Des interrogations que véhiculent trois autres projets produits pour le Mudam, à commencer par sa série de tableaux Monochromes constitués de logos d’entreprises qui se superposent. L’artiste joue sur la couleur en utilisant les codes du marketing pour mieux mettre en lumière la valeur véhiculée par chacune d’elle et donc la perception qu’on en a. L’énergie, c’est le rouge, le vert, la nature, etc. De loin, ces tableaux, qui ont nécessité un gros travail de recherche et de classification des logos, semblent débarrassés des enjeux commerciaux…

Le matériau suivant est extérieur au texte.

//! Draws pairs from the bundled 4×3 PMF and prints how the sample compares
//! with theory.
//!
//! Settings resolve as defaults, then `JOINTSIM_*` variables, then flags.

use std::process::ExitCode;

use clap::Parser;
use jointsim::config::SimulationConfig;
use jointsim::report::{reference_matrix, run_simulation, REFERENCE_X, REFERENCE_Y};
use tracing::{error, info};
use tracing_subscriber::EnvFilter;

#[derive(Parser)]
#[command(name = "simulate")]
#[command(about = "Simulate a discrete joint random variable and test the sample against its PMF")]
#[command(version)]
struct Cli {
    /// Number of pairs to draw [default: 100000]
    #[arg(long)]
    volume: Option<usize>,

    /// Confidence level of the mean intervals [default: 0.95]
    #[arg(long)]
    significance: Option<f64>,

    /// Significance level of the chi-squared test [default: 0.05]
    #[arg(long)]
    confidence: Option<f64>,

    /// Seed of the uniform generator [default: 2021]
    #[arg(long)]
    seed: Option<u64>,

    /// Tolerance of the PMF normalization check [default: 1e-6]
    #[arg(long)]
    precision: Option<f64>,

    /// Print the report as JSON
    #[arg(long, default_value_t = false)]
    json: bool,
}

impl Cli {
    fn config(&self) -> SimulationConfig {
        let mut config = SimulationConfig::default().with_env_overrides();
        if let Some(volume) = self.volume {
            config.volume = volume;
        }
        if let Some(significance) = self.significance {
            config.significance = significance;
        }
        if let Some(confidence) = self.confidence {
            config.confidence = confidence;
        }
        if let Some(seed) = self.seed {
            config.seed = seed;
        }
        if let Some(precision) = self.precision {
            config.precision = precision;
        }
        config
    }
}

fn main() -> ExitCode {
    tracing_subscriber::fmt()
        .with_env_filter(
            EnvFilter::try_from_default_env().unwrap_or_else(|_| EnvFilter::new("info")),
        )
        .with_target(false)
        .with_writer(std::io::stderr)
        .init();

    let cli = Cli::parse();
    let config = cli.config();
    info!(volume = config.volume, seed = config.seed, "starting simulation");

    let report = match reference_matrix()
        .and_then(|matrix| run_simulation(&config, &matrix, &REFERENCE_X, &REFERENCE_Y))
    {
        Ok(report) => report,
        Err(e) => {
            error!("{e}");
            return ExitCode::FAILURE;
        }
    };

    if cli.json {
        match serde_json::to_string_pretty(&report) {
            Ok(json) => println!("{json}"),
            Err(e) => {
                error!("failed to serialize report: {e}");
                return ExitCode::FAILURE;
            }
        }
    } else {
        print!("{report}");
    }
    ExitCode::SUCCESS
}
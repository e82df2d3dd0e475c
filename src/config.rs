//! Run configuration for a simulation.
//!
//! Values come from [`Default`], then `JOINTSIM_*` environment variables,
//! then (in the binary) command-line flags, each layer overriding the last.
//!
//! | Variable | Field |
//! |---|---|
//! | `JOINTSIM_VOLUME` | `volume` |
//! | `JOINTSIM_SEED` | `seed` |
//! | `JOINTSIM_SIGNIFICANCE` | `significance` |
//! | `JOINTSIM_CONFIDENCE` | `confidence` |
//! | `JOINTSIM_PRECISION` | `precision` |
//!
//! A variable that is unset or does not parse leaves the field unchanged.

use serde::{Deserialize, Serialize};

use crate::error::{ensure_probability, Result, SimulationError};
use crate::validate::DEFAULT_PRECISION;

/// Parameters of one simulation run.
#[derive(Debug, Clone, Copy, PartialEq, Serialize, Deserialize)]
pub struct SimulationConfig {
    /// Number of pairs to draw.
    pub volume: usize,
    /// Confidence level of the mean intervals.
    pub significance: f64,
    /// Significance level α of the chi-squared test.
    pub confidence: f64,
    /// Seed of the uniform generator.
    pub seed: u64,
    /// Tolerance of the PMF normalization check.
    pub precision: f64,
}

impl Default for SimulationConfig {
    fn default() -> Self {
        Self {
            volume: 100_000,
            significance: 0.95,
            confidence: 0.05,
            seed: 2021,
            precision: DEFAULT_PRECISION,
        }
    }
}

impl SimulationConfig {
    /// Checks every field.
    ///
    /// # Errors
    /// `InvalidArgument` for a zero volume, a probability outside `[0, 1]`,
    /// or a negative or NaN precision.
    pub fn validate(&self) -> Result<()> {
        if self.volume == 0 {
            return Err(SimulationError::invalid("volume", "must be positive"));
        }
        ensure_probability("significance", self.significance)?;
        ensure_probability("confidence", self.confidence)?;
        if !(self.precision >= 0.0) {
            return Err(SimulationError::invalid(
                "precision",
                format!("{} should be non-negative", self.precision),
            ));
        }
        Ok(())
    }

    /// Applies `JOINTSIM_*` environment overrides.
    pub fn with_env_overrides(self) -> Self {
        self.with_overrides_from(|key| std::env::var(key).ok())
    }

    /// Applies overrides read through `lookup`, keyed by variable name.
    pub fn with_overrides_from<F>(mut self, lookup: F) -> Self
    where
        F: Fn(&str) -> Option<String>,
    {
        fn read<T: std::str::FromStr>(lookup: &impl Fn(&str) -> Option<String>, key: &str) -> Option<T> {
            lookup(key).and_then(|s| s.trim().parse().ok())
        }

        if let Some(v) = read(&lookup, "JOINTSIM_VOLUME") {
            self.volume = v;
        }
        if let Some(v) = read(&lookup, "JOINTSIM_SEED") {
            self.seed = v;
        }
        if let Some(v) = read(&lookup, "JOINTSIM_SIGNIFICANCE") {
            self.significance = v;
        }
        if let Some(v) = read(&lookup, "JOINTSIM_CONFIDENCE") {
            self.confidence = v;
        }
        if let Some(v) = read(&lookup, "JOINTSIM_PRECISION") {
            self.precision = v;
        }
        self
    }
}

#[cfg(test)]
mod tests {
    use super::*;
    use std::collections::HashMap;

    fn lookup(vars: &[(&str, &str)]) -> impl Fn(&str) -> Option<String> {
        let map: HashMap<String, String> = vars
            .iter()
            .map(|(k, v)| (k.to_string(), v.to_string()))
            .collect();
        move |key| map.get(key).cloned()
    }

    #[test]
    fn test_defaults() {
        let c = SimulationConfig::default();
        assert_eq!(c.volume, 100_000);
        assert_eq!(c.significance, 0.95);
        assert_eq!(c.confidence, 0.05);
        assert_eq!(c.seed, 2021);
        assert_eq!(c.precision, 1e-6);
        assert!(c.validate().is_ok());
    }

    #[test]
    fn test_overrides_apply() {
        let c = SimulationConfig::default().with_overrides_from(lookup(&[
            ("JOINTSIM_VOLUME", "500"),
            ("JOINTSIM_SEED", " 7 "),
            ("JOINTSIM_CONFIDENCE", "0.01"),
        ]));
        assert_eq!(c.volume, 500);
        assert_eq!(c.seed, 7);
        assert_eq!(c.confidence, 0.01);
        assert_eq!(c.significance, 0.95);
    }

    #[test]
    fn test_unparsable_overrides_ignored() {
        let c = SimulationConfig::default().with_overrides_from(lookup(&[
            ("JOINTSIM_VOLUME", "lots"),
            ("JOINTSIM_SEED", "-3"),
            ("JOINTSIM_PRECISION", ""),
        ]));
        assert_eq!(c, SimulationConfig::default());
    }

    #[test]
    fn test_validate_rejects_bad_fields() {
        let base = SimulationConfig::default();
        assert!(SimulationConfig { volume: 0, ..base }.validate().is_err());
        assert!(SimulationConfig { significance: 1.5, ..base }.validate().is_err());
        assert!(SimulationConfig { confidence: -0.1, ..base }.validate().is_err());
        assert!(SimulationConfig { precision: -1e-6, ..base }.validate().is_err());
        assert!(SimulationConfig { precision: f64::NAN, ..base }.validate().is_err());
        assert!(SimulationConfig { precision: 0.0, ..base }.validate().is_ok());
    }

    #[test]
    fn test_json_roundtrip() {
        let c = SimulationConfig { volume: 42, seed: 9, ..SimulationConfig::default() };
        let json = serde_json::to_string(&c).unwrap();
        assert!(json.contains("\"volume\":42"));
        let back: SimulationConfig = serde_json::from_str(&json).unwrap();
        assert_eq!(back, c);
    }
}
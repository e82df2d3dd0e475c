//! Uniform variate sources and cumulative lookup tables.
//!
//! The sampler never touches global random state: every draw pulls from a
//! caller-supplied [`UniformSource`]. For reproducible runs use
//! [`create_rng`] with a fixed seed; the underlying algorithm (SmallRng) is
//! deterministic for a given seed on the same platform.

use rand::rngs::{SmallRng, StdRng};
use rand::Rng;

use crate::stats::compensated_prefix_sums;

/// Creates a fast, seeded random number generator.
///
/// # Examples
/// ```
/// use jointsim::random::{create_rng, UniformSource};
/// let mut rng = create_rng(42);
/// let u = rng.next_uniform();
/// assert!((0.0..1.0).contains(&u));
/// ```
pub fn create_rng(seed: u64) -> SmallRng {
    use rand::SeedableRng;
    SmallRng::seed_from_u64(seed)
}

/// Source of independent uniform variates on `[0, 1)`.
///
/// Consumers must call it strictly sequentially; reproducibility depends on
/// the order of draws.
pub trait UniformSource {
    /// Next variate, uniformly distributed on `[0, 1)`.
    fn next_uniform(&mut self) -> f64;
}

impl UniformSource for SmallRng {
    fn next_uniform(&mut self) -> f64 {
        self.random::<f64>()
    }
}

impl UniformSource for StdRng {
    fn next_uniform(&mut self) -> f64 {
        self.random::<f64>()
    }
}

impl<U: UniformSource + ?Sized> UniformSource for &mut U {
    fn next_uniform(&mut self) -> f64 {
        (**self).next_uniform()
    }
}

/// Replays a fixed list of variates, wrapping around at the end.
///
/// Lets tests place a draw exactly on a cumulative boundary.
///
/// # Examples
/// ```
/// use jointsim::random::{SequenceSource, UniformSource};
/// let mut source = SequenceSource::new(vec![0.25, 0.75]);
/// assert_eq!(source.next_uniform(), 0.25);
/// assert_eq!(source.next_uniform(), 0.75);
/// assert_eq!(source.next_uniform(), 0.25);
/// ```
#[derive(Debug, Clone)]
pub struct SequenceSource {
    values: Vec<f64>,
    cursor: usize,
}

impl SequenceSource {
    /// Source replaying `values`.
    ///
    /// # Panics
    /// If `values` is empty or holds a value outside `[0, 1)`.
    pub fn new(values: Vec<f64>) -> Self {
        assert!(!values.is_empty(), "sequence source needs at least one value");
        assert!(
            values.iter().all(|v| (0.0..1.0).contains(v)),
            "sequence source values must lie in [0, 1)"
        );
        Self { values, cursor: 0 }
    }

    /// Number of variates handed out so far.
    pub fn consumed(&self) -> usize {
        self.cursor
    }
}

impl UniformSource for SequenceSource {
    fn next_uniform(&mut self) -> f64 {
        let v = self.values[self.cursor % self.values.len()];
        self.cursor += 1;
        v
    }
}

/// Cumulative distribution over category indices, for inverse-transform
/// lookup.
///
/// Built from non-negative weights with compensated prefix sums and divided
/// by the total, so the last entry is exactly `1.0` and every `u ∈ [0, 1)`
/// maps to an index. A table whose weights sum to zero (or are not finite)
/// keeps its raw prefix sums; no variate maps into it.
///
/// # Complexity
/// - Construction: O(n)
/// - Lookup: O(n), a linear scan from index 0
///
/// # Examples
/// ```
/// use jointsim::random::CumulativeTable;
/// let table = CumulativeTable::new(&[1.0, 2.0, 1.0]);
/// assert_eq!(table.values(), &[0.25, 0.75, 1.0]);
/// assert_eq!(table.index_of(0.0), Some(0));
/// assert_eq!(table.index_of(0.25), Some(1));
/// assert_eq!(table.index_of(0.99), Some(2));
/// ```
#[derive(Debug, Clone, PartialEq)]
pub struct CumulativeTable {
    cumulative: Vec<f64>,
    total: f64,
}

impl CumulativeTable {
    /// Builds the table from category weights.
    pub fn new(weights: &[f64]) -> Self {
        let mut cumulative = compensated_prefix_sums(weights);
        let total = cumulative.last().copied().unwrap_or(0.0);
        if total.is_finite() && total > 0.0 {
            for c in &mut cumulative {
                *c /= total;
            }
        }
        Self { cumulative, total }
    }

    /// Smallest index `i` with `value < F[i]`, scanning upward from 0.
    ///
    /// Half-open intervals: a value exactly on `F[i]` belongs to the next
    /// category, and `0.0` belongs to the first category with positive
    /// mass. Zero-mass categories are never returned.
    ///
    /// Returns `None` when no entry exceeds `value`, which only happens for
    /// `value >= 1`, NaN, or a degenerate table.
    pub fn index_of(&self, value: f64) -> Option<usize> {
        self.cumulative.iter().position(|&f| value < f)
    }

    /// Cumulative values, ascending, ending at 1 for a proper table.
    pub fn values(&self) -> &[f64] {
        &self.cumulative
    }

    /// Sum of the weights before normalization.
    pub fn total_weight(&self) -> f64 {
        self.total
    }

    /// Number of categories.
    pub fn len(&self) -> usize {
        self.cumulative.len()
    }

    /// Returns true if there are no categories.
    pub fn is_empty(&self) -> bool {
        self.cumulative.is_empty()
    }
}

// ============================================================================
// Tests
// ============================================================================
//! Equal-population density histogram.
//!
//! The sorted sample is split into `M = sample.interval_count()` runs of
//! `k = ⌊n / M⌋` values; the last run also takes the remainder. Interval
//! boundaries sit halfway between the last value of one run and the first
//! value of the next, and each interval gets density `(1/M) / width`, so
//! the histogram's total area is 1.
//!
//! Heavily repeated values (a discrete sample, say) can put both sides of a
//! split on the same number. That yields a zero-width bucket, which is
//! reported as an invariant violation instead of an infinite density.

use serde::Serialize;

use crate::error::{Result, SimulationError};
use crate::sample::Sample;
use crate::stats::kahan_sum_iter;

/// Frequentist density histogram with equal-population intervals.
///
/// # Examples
/// ```
/// use jointsim::histogram::Histogram;
/// use jointsim::sample::Sample;
/// let sample = Sample::new((1..=9).map(f64::from)).unwrap();
/// let h = Histogram::from_sample(&sample).unwrap();
/// assert_eq!(h.interval_count(), 3);
/// assert_eq!(h.left_bounds(), &[1.0, 3.5, 6.5]);
/// assert_eq!(h.right_bounds(), &[3.5, 6.5, 9.0]);
/// assert!((h.total_area() - 1.0).abs() < 1e-12);
/// ```
#[derive(Debug, Clone, PartialEq, Serialize)]
pub struct Histogram {
    volume: usize,
    interval_count: usize,
    items_per_interval: usize,
    left_bounds: Vec<f64>,
    right_bounds: Vec<f64>,
    widths: Vec<f64>,
    densities: Vec<f64>,
    bucket_counts: Vec<usize>,
}

impl Histogram {
    /// Builds the histogram of `sample`.
    ///
    /// # Errors
    /// `InvariantViolation` if any interval has zero width.
    pub fn from_sample(sample: &Sample) -> Result<Self> {
        let values = sample.values();
        let volume = values.len();
        let intervals = sample.interval_count();
        let items_per_interval = volume / intervals;
        let factor = 1.0 / intervals as f64;

        let mut left_bounds = Vec::with_capacity(intervals);
        let mut right_bounds = Vec::with_capacity(intervals);
        left_bounds.push(values[0]);
        for i in 1..intervals {
            let split = i * items_per_interval;
            let boundary = (values[split - 1] + values[split]) / 2.0;
            right_bounds.push(boundary);
            left_bounds.push(boundary);
        }
        right_bounds.push(values[volume - 1]);

        let mut widths = Vec::with_capacity(intervals);
        let mut densities = Vec::with_capacity(intervals);
        for (i, (&a, &b)) in left_bounds.iter().zip(&right_bounds).enumerate() {
            let width = b - a;
            if !(width > 0.0) {
                return Err(SimulationError::invariant(format!(
                    "histogram interval {i} is degenerate: [{a}, {b}]"
                )));
            }
            widths.push(width);
            densities.push(factor / width);
        }

        // Half-open buckets, the last one closed at the sample maximum
        let bucket_counts = left_bounds
            .iter()
            .zip(&right_bounds)
            .enumerate()
            .map(|(i, (&a, &b))| {
                let upper = if i + 1 == intervals { f64::INFINITY } else { b };
                sample.count_in(a, upper)
            })
            .collect();

        Ok(Self {
            volume,
            interval_count: intervals,
            items_per_interval,
            left_bounds,
            right_bounds,
            widths,
            densities,
            bucket_counts,
        })
    }

    /// Number of values binned.
    pub fn volume(&self) -> usize {
        self.volume
    }

    /// Number of intervals `M`.
    pub fn interval_count(&self) -> usize {
        self.interval_count
    }

    /// Values per interval `k = ⌊n / M⌋` (the last interval may hold more).
    pub fn items_per_interval(&self) -> usize {
        self.items_per_interval
    }

    /// Left bound of each interval.
    pub fn left_bounds(&self) -> &[f64] {
        &self.left_bounds
    }

    /// Right bound of each interval.
    pub fn right_bounds(&self) -> &[f64] {
        &self.right_bounds
    }

    /// Width of each interval.
    pub fn widths(&self) -> &[f64] {
        &self.widths
    }

    /// Density `(1/M) / width` of each interval.
    pub fn densities(&self) -> &[f64] {
        &self.densities
    }

    /// Number of sample values in each interval `[left, right)`; the last
    /// interval also takes values equal to its right bound.
    ///
    /// Ties across a split can make these differ from `k`.
    pub fn bucket_counts(&self) -> &[usize] {
        &self.bucket_counts
    }

    /// `Σ width · density`, 1 up to rounding.
    pub fn total_area(&self) -> f64 {
        kahan_sum_iter(self.widths.iter().zip(&self.densities).map(|(w, d)| w * d))
    }
}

Troisième projet, Elemental Order, cette grande colonne en LED de classification périodique des éléments chimiques « connectée au monde », et basée sur celle du chimiste russe Dmitri Mendeleïev (1869). En indiquant la cotation en bourse de chaque élément chimique disponible sur les marchés financiers, en convertissant toutes les devises en euros et les unités de mesure en kilos, bref, en transformant une réalité scientifique en une réalité économique, Cristina Lucas souligne la capacité du capitalisme à attribuer une valeur marchande à absolument tout sur cette planète. Un énorme boulot de recherche encore une fois (en collaboration avec des spécialistes de premier plan). Et une dernière interrogation sur notre conception du temps linéaire qui permet notamment le développement de l’activité mercantile : nous voilà au milieu de 360 horloges, affichant toutes 4 minutes de plus que la précédente. 24 heures pour faire le tour du monde et remettre en question le fonctionnement de tout un système.